╔══

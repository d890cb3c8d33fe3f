use crate::models::MediaType;
use crate::services::folders::{self, FolderError};
use crate::services::library::{self, MoveError};
use crate::web::error::AppResult;
use crate::web::extractors::{ClientFormat, ResponseFormat};
use crate::web::flash;
use crate::web::state::AppState;
use axum::extract::{Path, State};
use axum::response::{IntoResponse, Json, Redirect, Response};
use axum::Form;
use axum_extra::extract::CookieJar;
use serde::Deserialize;
use std::sync::Arc;

fn dashboard_url(folder: Option<i64>) -> String {
    match folder {
        Some(id) => format!("/dashboard/?folder={}", id),
        None => "/dashboard/".to_string(),
    }
}

#[derive(Deserialize)]
pub struct CreateFolderForm {
    name: String,
    parent_id: Option<String>,
    #[serde(default)]
    description: Option<String>,
}

pub async fn create(
    State(state): State<Arc<AppState>>,
    jar: CookieJar,
    Form(form): Form<CreateFolderForm>,
) -> AppResult<Response> {
    let parent_id = form.parent_id.as_deref().and_then(|s| s.parse().ok());
    let description = form.description.as_deref().unwrap_or("");

    match folders::create_folder(&state.db, &form.name, parent_id, description, None) {
        Ok(folder) => {
            let jar = flash::success(
                jar,
                &format!("Folder \"{}\" created successfully.", folder.name),
            );
            Ok((jar, Redirect::to(&dashboard_url(folder.parent_id))).into_response())
        }
        Err(FolderError::Internal(e)) => Err(e.into()),
        Err(e) => {
            let jar = flash::error(jar, &e.to_string());
            Ok((jar, Redirect::to("/dashboard/")).into_response())
        }
    }
}

#[derive(Deserialize)]
pub struct RenameFolderForm {
    name: String,
}

pub async fn rename(
    State(state): State<Arc<AppState>>,
    jar: CookieJar,
    Path(id): Path<i64>,
    Form(form): Form<RenameFolderForm>,
) -> AppResult<Response> {
    match folders::rename_folder(&state.db, id, &form.name) {
        Ok(folder) => {
            let jar = flash::success(jar, &format!("Folder renamed to \"{}\".", folder.name));
            Ok((jar, Redirect::to(&dashboard_url(Some(folder.id)))).into_response())
        }
        Err(FolderError::Internal(e)) => Err(e.into()),
        Err(FolderError::NotFound) => {
            let jar = flash::error(jar, "Folder not found.");
            Ok((jar, Redirect::to("/dashboard/")).into_response())
        }
        Err(e) => {
            let jar = flash::error(jar, &e.to_string());
            Ok((jar, Redirect::to(&dashboard_url(Some(id)))).into_response())
        }
    }
}

pub async fn delete(
    State(state): State<Arc<AppState>>,
    jar: CookieJar,
    Path(id): Path<i64>,
) -> AppResult<Response> {
    match folders::delete_folder(&state.db, id) {
        Ok(folder) => {
            let jar = flash::success(
                jar,
                &format!("Folder \"{}\" deleted successfully.", folder.name),
            );
            Ok((jar, Redirect::to(&dashboard_url(folder.parent_id))).into_response())
        }
        Err(FolderError::Internal(e)) => Err(e.into()),
        Err(FolderError::NotFound) => {
            let jar = flash::error(jar, "Folder not found.");
            Ok((jar, Redirect::to("/dashboard/")).into_response())
        }
        Err(e) => {
            let jar = flash::error(jar, &e.to_string());
            Ok((jar, Redirect::to(&dashboard_url(Some(id)))).into_response())
        }
    }
}

#[derive(Deserialize)]
pub struct MoveFolderForm {
    parent_id: Option<String>,
}

pub async fn move_folder(
    State(state): State<Arc<AppState>>,
    jar: CookieJar,
    Path(id): Path<i64>,
    Form(form): Form<MoveFolderForm>,
) -> AppResult<Response> {
    let parent_id = form
        .parent_id
        .as_deref()
        .filter(|s| !s.is_empty() && *s != "null")
        .and_then(|s| s.parse().ok());

    match folders::move_folder(&state.db, id, parent_id) {
        Ok(folder) => {
            let jar = flash::success(jar, &format!("Folder \"{}\" moved.", folder.name));
            Ok((jar, Redirect::to(&dashboard_url(folder.parent_id))).into_response())
        }
        Err(FolderError::Internal(e)) => Err(e.into()),
        Err(e) => {
            let jar = flash::error(jar, &e.to_string());
            Ok((jar, Redirect::to(&dashboard_url(Some(id)))).into_response())
        }
    }
}

#[derive(Deserialize)]
pub struct MoveMediaForm {
    media_type: String,
    media_id: i64,
    folder_id: Option<String>,
}

/// Move a media record between folders. Programmatic clients get a JSON
/// `{success, message}` body; browsers get a redirect with a flash.
pub async fn move_media(
    State(state): State<Arc<AppState>>,
    ClientFormat(format): ClientFormat,
    jar: CookieJar,
    Form(form): Form<MoveMediaForm>,
) -> AppResult<Response> {
    let media_type = MediaType::parse(&form.media_type);

    // The "null" sentinel (or an empty field) means "move to unfiled".
    let folder_id = form
        .folder_id
        .as_deref()
        .filter(|s| !s.is_empty() && *s != "null")
        .and_then(|s| s.parse().ok());

    match library::move_record(&state.db, media_type, form.media_id, folder_id) {
        Ok(()) => match format {
            ResponseFormat::Json => Ok(Json(
                serde_json::json!({"success": true, "message": "Media moved successfully."}),
            )
            .into_response()),
            ResponseFormat::Html => {
                let jar = flash::success(jar, "Media moved successfully.");
                Ok((jar, Redirect::to(&dashboard_url(folder_id))).into_response())
            }
        },
        Err(MoveError::RecordNotFound) => match format {
            ResponseFormat::Json => Ok(Json(
                serde_json::json!({"success": false, "message": "Media not found."}),
            )
            .into_response()),
            ResponseFormat::Html => {
                let jar = flash::error(jar, "Media not found.");
                Ok((jar, Redirect::to("/dashboard/")).into_response())
            }
        },
        Err(MoveError::Internal(e)) => Err(e.into()),
    }
}
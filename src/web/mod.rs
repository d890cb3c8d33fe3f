mod error;
mod extractors;
mod flash;
mod handlers;
mod routes;
mod state;

pub use state::AppState;

use crate::{Config, Database};
use anyhow::Result;
use axum::Router;
use std::sync::Arc;
use tokio::net::TcpListener;
use tower_http::compression::CompressionLayer;
use tower_http::trace::TraceLayer;

pub async fn serve(config: Config, db: Database, addr: &str) -> Result<()> {
    let state = Arc::new(AppState::new(config, db)?);

    let app = Router::new()
        .merge(routes::routes())
        .layer(CompressionLayer::new())
        .layer(TraceLayer::new_for_http())
        .with_state(state);

    let listener = TcpListener::bind(addr).await?;
    axum::serve(listener, app).await?;

    Ok(())
}
mod category;
mod folder;
mod media;
mod tag;
mod unified;

pub use category::*;
pub use folder::*;
pub use media::*;
pub use tag::*;
pub use unified::*;
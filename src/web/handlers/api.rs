use crate::services::stats;
use crate::web::error::AppResult;
use crate::web::state::AppState;
use axum::extract::State;
use axum::response::Json;
use std::sync::Arc;

/// GET /api/stats/
pub async fn library_stats(
    State(state): State<Arc<AppState>>,
) -> AppResult<Json<stats::LibraryStats>> {
    let stats = stats::library_stats(&state.db)?;
    Ok(Json(stats))
}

╚══

## Problem details
The records above need to be output again, verbatim.

## Response area
repository d890cb3c8d33fe3f
use crate::models::MediaType;
use crate::services::folders::{self, FolderError};
use crate::services::library::{self, MoveError};
use crate::web::error::AppResult;
use crate::web::extractors::{ClientFormat, ResponseFormat};
use crate::web::flash;
use crate::web::state::AppState;
use axum::extract::{Path, State};
use axum::response::{IntoResponse, Json, Redirect, Response};
use axum::Form;
use axum_extra::extract::CookieJar;
use serde::Deserialize;
use std::sync::Arc;

fn dashboard_url(folder: Option<i64>) -> String {
    match folder {
        Some(id) => format!("/dashboard/?folder={}", id),
        None => "/dashboard/".to_string(),
    }
}

#[derive(Deserialize)]
pub struct CreateFolderForm {
    name: String,
    parent_id: Option<String>,
    #[serde(default)]
    description: Option<String>,
}

pub async fn create(
    State(state): State<Arc<AppState>>,
    jar: CookieJar,
    Form(form): Form<CreateFolderForm>,
) -> AppResult<Response> {
    let parent_id = form.parent_id.as_deref().and_then(|s| s.parse().ok());
    let description = form.description.as_deref().unwrap_or("");

    match folders::create_folder(&state.db, &form.name, parent_id, description, None) {
        Ok(folder) => {
            let jar = flash::success(
                jar,
                &format!("Folder \"{}\" created successfully.", folder.name),
            );
            Ok((jar, Redirect::to(&dashboard_url(folder.parent_id))).into_response())
        }
        Err(FolderError::Internal(e)) => Err(e.into()),
        Err(e) => {
            let jar = flash::error(jar, &e.to_string());
            Ok((jar, Redirect::to("/dashboard/")).into_response())
        }
    }
}

#[derive(Deserialize)]
pub struct RenameFolderForm {
    name: String,
}

pub async fn rename(
    State(state): State<Arc<AppState>>,
    jar: CookieJar,
    Path(id): Path<i64>,
    Form(form): Form<RenameFolderForm>,
) -> AppResult<Response> {
    match folders::rename_folder(&state.db, id, &form.name) {
        Ok(folder) => {
            let jar = flash::success(jar, &format!("Folder renamed to \"{}\".", folder.name));
            Ok((jar, Redirect::to(&dashboard_url(Some(folder.id)))).into_response())
        }
        Err(FolderError::Internal(e)) => Err(e.into()),
        Err(FolderError::NotFound) => {
            let jar = flash::error(jar, "Folder not found.");
            Ok((jar, Redirect::to("/dashboard/")).into_response())
        }
        Err(e) => {
            let jar = flash::error(jar, &e.to_string());
            Ok((jar, Redirect::to(&dashboard_url(Some(id)))).into_response())
        }
    }
}

pub async fn delete(
    State(state): State<Arc<AppState>>,
    jar: CookieJar,
    Path(id): Path<i64>,
) -> AppResult<Response> {
    match folders::delete_folder(&state.db, id) {
        Ok(folder) => {
            let jar = flash::success(
                jar,
                &format!("Folder \"{}\" deleted successfully.", folder.name),
            );
            Ok((jar, Redirect::to(&dashboard_url(folder.parent_id))).into_response())
        }
        Err(FolderError::Internal(e)) => Err(e.into()),
        Err(FolderError::NotFound) => {
            let jar = flash::error(jar, "Folder not found.");
            Ok((jar, Redirect::to("/dashboard/")).into_response())
        }
        Err(e) => {
            let jar = flash::error(jar, &e.to_string());
            Ok((jar, Redirect::to(&dashboard_url(Some(id)))).into_response())
        }
    }
}

#[derive(Deserialize)]
pub struct MoveFolderForm {
    parent_id: Option<String>,
}

pub async fn move_folder(
    State(state): State<Arc<AppState>>,
    jar: CookieJar,
    Path(id): Path<i64>,
    Form(form): Form<MoveFolderForm>,
) -> AppResult<Response> {
    let parent_id = form
        .parent_id
        .as_deref()
        .filter(|s| !s.is_empty() && *s != "null")
        .and_then(|s| s.parse().ok());

    match folders::move_folder(&state.db, id, parent_id) {
        Ok(folder) => {
            let jar = flash::success(jar, &format!("Folder \"{}\" moved.", folder.name));
            Ok((jar, Redirect::to(&dashboard_url(folder.parent_id))).into_response())
        }
        Err(FolderError::Internal(e)) => Err(e.into()),
        Err(e) => {
            let jar = flash::error(jar, &e.to_string());
            Ok((jar, Redirect::to(&dashboard_url(Some(id)))).into_response())
        }
    }
}

#[derive(Deserialize)]
pub struct MoveMediaForm {
    media_type: String,
    media_id: i64,
    folder_id: Option<String>,
}

/// Move a media record between folders. Programmatic clients get a JSON
/// `{success, message}` body; browsers get a redirect with a flash.
pub async fn move_media(
    State(state): State<Arc<AppState>>,
    ClientFormat(format): ClientFormat,
    jar: CookieJar,
    Form(form): Form<MoveMediaForm>,
) -> AppResult<Response> {
    let media_type = MediaType::parse(&form.media_type);

    // The "null" sentinel (or an empty field) means "move to unfiled".
    let folder_id = form
        .folder_id
        .as_deref()
        .filter(|s| !s.is_empty() && *s != "null")
        .and_then(|s| s.parse().ok());

    match library::move_record(&state.db, media_type, form.media_id, folder_id) {
        Ok(()) => match format {
            ResponseFormat::Json => Ok(Json(
                serde_json::json!({"success": true, "message": "Media moved successfully."}),
            )
            .into_response()),
            ResponseFormat::Html => {
                let jar = flash::success(jar, "Media moved successfully.");
                Ok((jar, Redirect::to(&dashboard_url(folder_id))).into_response())
            }
        },
        Err(MoveError::RecordNotFound) => match format {
            ResponseFormat::Json => Ok(Json(
                serde_json::json!({"success": false, "message": "Media not found."}),
            )
            .into_response()),
            ResponseFormat::Html => {
                let jar = flash::error(jar, "Media not found.");
                Ok((jar, Redirect::to("/dashboard/")).into_response())
            }
        },
        Err(MoveError::Internal(e)) => Err(e.into()),
    }
}
filename src/web/mod.rs
repository d890cb3c8d33fe3f
mod error;
mod extractors;
mod flash;
mod handlers;
mod routes;
mod state;

pub use state::AppState;

use crate::{Config, Database};
use anyhow::Result;
use axum::Router;
use std::sync::Arc;
use tokio::net::TcpListener;
use tower_http::compression::CompressionLayer;
use tower_http::trace::TraceLayer;

pub async fn serve(config: Config, db: Database, addr: &str) -> Result<()> {
    let state = Arc::new(AppState::new(config, db)?);

    let app = Router::new()
        .merge(routes::routes())
        .layer(CompressionLayer::new())
        .layer(TraceLayer::new_for_http())
        .with_state(state);

    let listener = TcpListener::bind(addr).await?;
    axum::serve(listener, app).await?;

    Ok(())
}
mod category;
mod folder;
mod media;
mod tag;
mod unified;

pub use category::*;
pub use folder::*;
pub use media::*;
pub use tag::*;
pub use unified::*;
filename src/web/handlers/api.rs
use crate::services::stats;
use crate::web::error::AppResult;
use crate::web::state::AppState;
use axum::extract::State;
use axum::response::Json;
use std::sync::Arc;

/// GET /api/stats/
pub async fn library_stats(
    State(state): State<Arc<AppState>>,
) -> AppResult<Json<stats::LibraryStats>> {
    let stats = stats::library_stats(&state.db)?;
    Ok(Json(stats))
}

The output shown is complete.